He’s there, he’s here, he’s everywhere. He is upside down on my couch, he is constantly kicking the band on his chair, he never. stops. moving. I was told time and time again that with the diagnosis of ASD, normally a diagnosis of ADHD is often assumed. It was with this understanding that we entered the public school system. However, it was this knowledge that even the most educated in the district over looks. It is common, but not, mandatory, that these two diagnosis’s be assumed as a pair. Often is the case that is hard to tell where the ASD stops and the ADHD begins. Which I have been told is why the diagnosis is assumed and normally not diagnosised dually. Why?

It is basically a double dx. If your child had ASD, it is assumed under the DSM that ADHD is also present. However, I ran into a huge problem in our educational system. Due to the fact ADHD was not literally on his iep paperwork, they would not treat my son as such. So instead they deemed him as having behavioral problems not associated with ASD. Back to the doctor we went and out we came with a diagnosis of ADHD.

It amazes me what has to be done to get the simple and average care for my child in school. When we turned in the letter from the doctor with his additional diagnosis, the school highly disagreed. They told us his teacher claims he is a model student and assists the other children when needed. There is no doubt in my mind he would. He is repeating kinder, he knows the route now and what to expect and knows what is expect of him. The bigger issue will come next year when he advances to first grade. Everything will be new, possibly including a new school, new state, new continent. What does surprise me is his physical behavior.

At home he is a enigerzeer bunny; no batteries needed. Why the rouse at school? People think I’m crazy, or that I have Munchausen Syndrome by Proxy. But one day I saw something that made perfect sense and eased my worries about other peoples thoughts towards my kid.

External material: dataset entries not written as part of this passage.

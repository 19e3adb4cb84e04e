mod app;
mod bot;
mod interpolate;
mod loader;

pub use app::*;
pub use bot::*;
pub use interpolate::{first_var_reference, interpolate_str, resolve_env_vars};
pub use loader::{ConfigManager, LoadReport, SkipReason};

use std::fmt;

// ━━━━━━━━━━━━━━━━━━━━━━━━━━━━━━━━━━━━━━━━━━━━━━━━━━━━━━━━━━━━━━━━━━
// Validation issues
// ━━━━━━━━━━━━━━━━━━━━━━━━━━━━━━━━━━━━━━━━━━━━━━━━━━━━━━━━━━━━━━━━━━

/// Severity level for a configuration issue.
#[derive(Debug, Clone, Copy, PartialEq, Eq)]
pub enum ConfigSeverity {
    Error,
    Warning,
}

/// A single configuration validation issue.
#[derive(Debug, Clone)]
pub struct ConfigIssue {
    pub severity: ConfigSeverity,
    pub field: String,
    pub message: String,
}

impl fmt::Display for ConfigIssue {
    fn fmt(&self, f: &mut fmt::Formatter<'_>) -> fmt::Result {
        let tag = match self.severity {
            ConfigSeverity::Error => "ERROR",
            ConfigSeverity::Warning => "WARN",
        };
        write!(f, "[{tag}] {}: {}", self.field, self.message)
    }
}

After doing a little more research on the links between ASD and ADHD, I also learned there is more than just one type of ADHD that covers everyone. Learning more about different types and different reactions to ADHD has helped me better understand my son and ways to help him. I encourage you to do the same. It doesn’t matter the diagnosis, but educating yourself more will make you and your family feel more comfortable with any diagnosis.